Task requirements → Transcribe the records word for word, leaving nothing out.

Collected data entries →

>>

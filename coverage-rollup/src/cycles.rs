use crate::model::Project;
use std::collections::{BTreeMap, BTreeSet, HashMap, HashSet};

/// Determine dependency cycles between the packages of an aggregated project.
///
/// Edges follow each package's merged efferent set. Packages listed in
/// `skipped` were not aggregated in this run, so their efference may be stale;
/// they take no part in the graph, either as source or as target. Targets
/// outside the project are ignored as well. Internally uses Tarjan's strongly
/// connected components algorithm. Every cycle is sorted by package name and
/// the list of cycles is sorted too.
pub fn dependency_cycles(project: &Project, skipped: &[String]) -> Vec<Vec<String>> {
    let known: HashSet<&str> = project
        .packages
        .iter()
        .map(|p| p.name.as_str())
        .filter(|name| !skipped.iter().any(|s| s == name))
        .collect();

    // Ordered maps keep the traversal deterministic
    let mut graph: BTreeMap<String, Vec<String>> = BTreeMap::new();
    for package in &project.packages {
        if !known.contains(package.name.as_str()) {
            continue;
        }
        let targets: BTreeSet<String> = package
            .efference
            .iter()
            .filter(|e| known.contains(e.package.as_str()))
            .map(|e| e.package.clone())
            .collect();
        graph
            .entry(package.name.clone())
            .or_default()
            .extend(targets);
    }

    struct Tarjan<'a> {
        graph: &'a BTreeMap<String, Vec<String>>,
        index: usize,
        stack: Vec<&'a str>,
        indices: HashMap<&'a str, usize>,
        lowlink: HashMap<&'a str, usize>,
        on_stack: HashSet<&'a str>,
        result: Vec<Vec<String>>,
    }

    impl<'a> Tarjan<'a> {
        fn strongconnect(&mut self, v: &'a str) {
            self.indices.insert(v, self.index);
            self.lowlink.insert(v, self.index);
            self.index += 1;
            self.stack.push(v);
            self.on_stack.insert(v);

            let graph = self.graph;
            if let Some(neigh) = graph.get(v) {
                for w in neigh {
                    let w = w.as_str();
                    if !self.indices.contains_key(w) {
                        self.strongconnect(w);
                        let lw = self.lowlink[w];
                        if lw < self.lowlink[v] {
                            self.lowlink.insert(v, lw);
                        }
                    } else if self.on_stack.contains(w) {
                        let iw = self.indices[w];
                        if iw < self.lowlink[v] {
                            self.lowlink.insert(v, iw);
                        }
                    }
                }
            }

            if self.indices.get(v) == self.lowlink.get(v) {
                let mut scc = Vec::new();
                while let Some(w) = self.stack.pop() {
                    self.on_stack.remove(w);
                    scc.push(w.to_string());
                    if w == v {
                        break;
                    }
                }
                let self_loop = graph
                    .get(v)
                    .is_some_and(|targets| targets.iter().any(|t| t == v));
                if scc.len() > 1 || self_loop {
                    scc.sort();
                    self.result.push(scc);
                }
            }
        }
    }

    let mut tarjan = Tarjan {
        graph: &graph,
        index: 0,
        stack: Vec::new(),
        indices: HashMap::new(),
        lowlink: HashMap::new(),
        on_stack: HashSet::new(),
        result: Vec::new(),
    };
    for v in graph.keys() {
        if !tarjan.indices.contains_key(v.as_str()) {
            tarjan.strongconnect(v);
        }
    }

    let mut cycles = tarjan.result;
    cycles.sort();
    cycles
}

<<

Reply to the task →
filename coverage-rollup/src/cycles.rs
use crate::model::Project;
use std::collections::{BTreeMap, BTreeSet, HashMap, HashSet};

/// Determine dependency cycles between the packages of an aggregated project.
///
/// Edges follow each package's merged efferent set. Packages listed in
/// `skipped` were not aggregated in this run, so their efference may be stale;
/// they take no part in the graph, either as source or as target. Targets
/// outside the project are ignored as well. Internally uses Tarjan's strongly
/// connected components algorithm. Every cycle is sorted by package name and
/// the list of cycles is sorted too.
pub fn dependency_cycles(project: &Project, skipped: &[String]) -> Vec<Vec<String>> {
    let known: HashSet<&str> = project
        .packages
        .iter()
        .map(|p| p.name.as_str())
        .filter(|name| !skipped.iter().any(|s| s == name))
        .collect();

    // Ordered maps keep the traversal deterministic
    let mut graph: BTreeMap<String, Vec<String>> = BTreeMap::new();
    for package in &project.packages {
        if !known.contains(package.name.as_str()) {
            continue;
        }
        let targets: BTreeSet<String> = package
            .efference
            .iter()
            .filter(|e| known.contains(e.package.as_str()))
            .map(|e| e.package.clone())
            .collect();
        graph
            .entry(package.name.clone())
            .or_default()
            .extend(targets);
    }

    struct Tarjan<'a> {
        graph: &'a BTreeMap<String, Vec<String>>,
        index: usize,
        stack: Vec<&'a str>,
        indices: HashMap<&'a str, usize>,
        lowlink: HashMap<&'a str, usize>,
        on_stack: HashSet<&'a str>,
        result: Vec<Vec<String>>,
    }

    impl<'a> Tarjan<'a> {
        fn strongconnect(&mut self, v: &'a str) {
            self.indices.insert(v, self.index);
            self.lowlink.insert(v, self.index);
            self.index += 1;
            self.stack.push(v);
            self.on_stack.insert(v);

            let graph = self.graph;
            if let Some(neigh) = graph.get(v) {
                for w in neigh {
                    let w = w.as_str();
                    if !self.indices.contains_key(w) {
                        self.strongconnect(w);
                        let lw = self.lowlink[w];
                        if lw < self.lowlink[v] {
                            self.lowlink.insert(v, lw);
                        }
                    } else if self.on_stack.contains(w) {
                        let iw = self.indices[w];
                        if iw < self.lowlink[v] {
                            self.lowlink.insert(v, iw);
                        }
                    }
                }
            }

            if self.indices.get(v) == self.lowlink.get(v) {
                let mut scc = Vec::new();
                while let Some(w) = self.stack.pop() {
                    self.on_stack.remove(w);
                    scc.push(w.to_string());
                    if w == v {
                        break;
                    }
                }
                let self_loop = graph
                    .get(v)
                    .is_some_and(|targets| targets.iter().any(|t| t == v));
                if scc.len() > 1 || self_loop {
                    scc.sort();
                    self.result.push(scc);
                }
            }
        }
    }

    let mut tarjan = Tarjan {
        graph: &graph,
        index: 0,
        stack: Vec::new(),
        indices: HashMap::new(),
        lowlink: HashMap::new(),
        on_stack: HashSet::new(),
        result: Vec::new(),
    };
    for v in graph.keys() {
        if !tarjan.indices.contains_key(v.as_str()) {
            tarjan.strongconnect(v);
        }
    }

    let mut cycles = tarjan.result;
    cycles.sort();
    cycles
}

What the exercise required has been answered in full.